[Data to process]

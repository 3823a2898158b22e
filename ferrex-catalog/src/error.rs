use thiserror::Error;

/// Storage-layer failure kinds (§7). Constraint violations are reported
/// distinctly from generic storage failures so callers can map
/// `AlreadyExists` to an idempotent success where that behavior is required.
#[derive(Error, Debug)]
pub enum StorageError {
    #[error("not found: {0}")]
    NotFound(String),

    #[error("already exists: {0}")]
    AlreadyExists(String),

    #[error("validation failed: {0}")]
    Validation(String),

    #[error("storage engine error: {0}")]
    Storage(String),
}

pub type Result<T> = std::result::Result<T, StorageError>;

impl From<sqlx::Error> for StorageError {
    fn from(err: sqlx::Error) -> Self {
        match &err {
            sqlx::Error::RowNotFound => StorageError::NotFound(err.to_string()),
            sqlx::Error::Database(db_err) if is_unique_violation(db_err.as_ref()) => {
                StorageError::AlreadyExists(db_err.to_string())
            }
            _ => StorageError::Storage(err.to_string()),
        }
    }
}

fn is_unique_violation(db_err: &dyn sqlx::error::DatabaseError) -> bool {
    db_err.is_unique_violation()
}

impl From<StorageError> for ferrex_contracts::CoreError {
    fn from(err: StorageError) -> Self {
        match err {
            StorageError::NotFound(m) => ferrex_contracts::CoreError::NotFound(m),
            StorageError::AlreadyExists(m) => ferrex_contracts::CoreError::AlreadyExists(m),
            StorageError::Validation(m) => ferrex_contracts::CoreError::Validation(m),
            StorageError::Storage(m) => ferrex_contracts::CoreError::Storage(m),
        }
    }
}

[/Data to process]

# The problem
Provide only the number of lines within the material that contain the string "impl".

# Solution to this task
2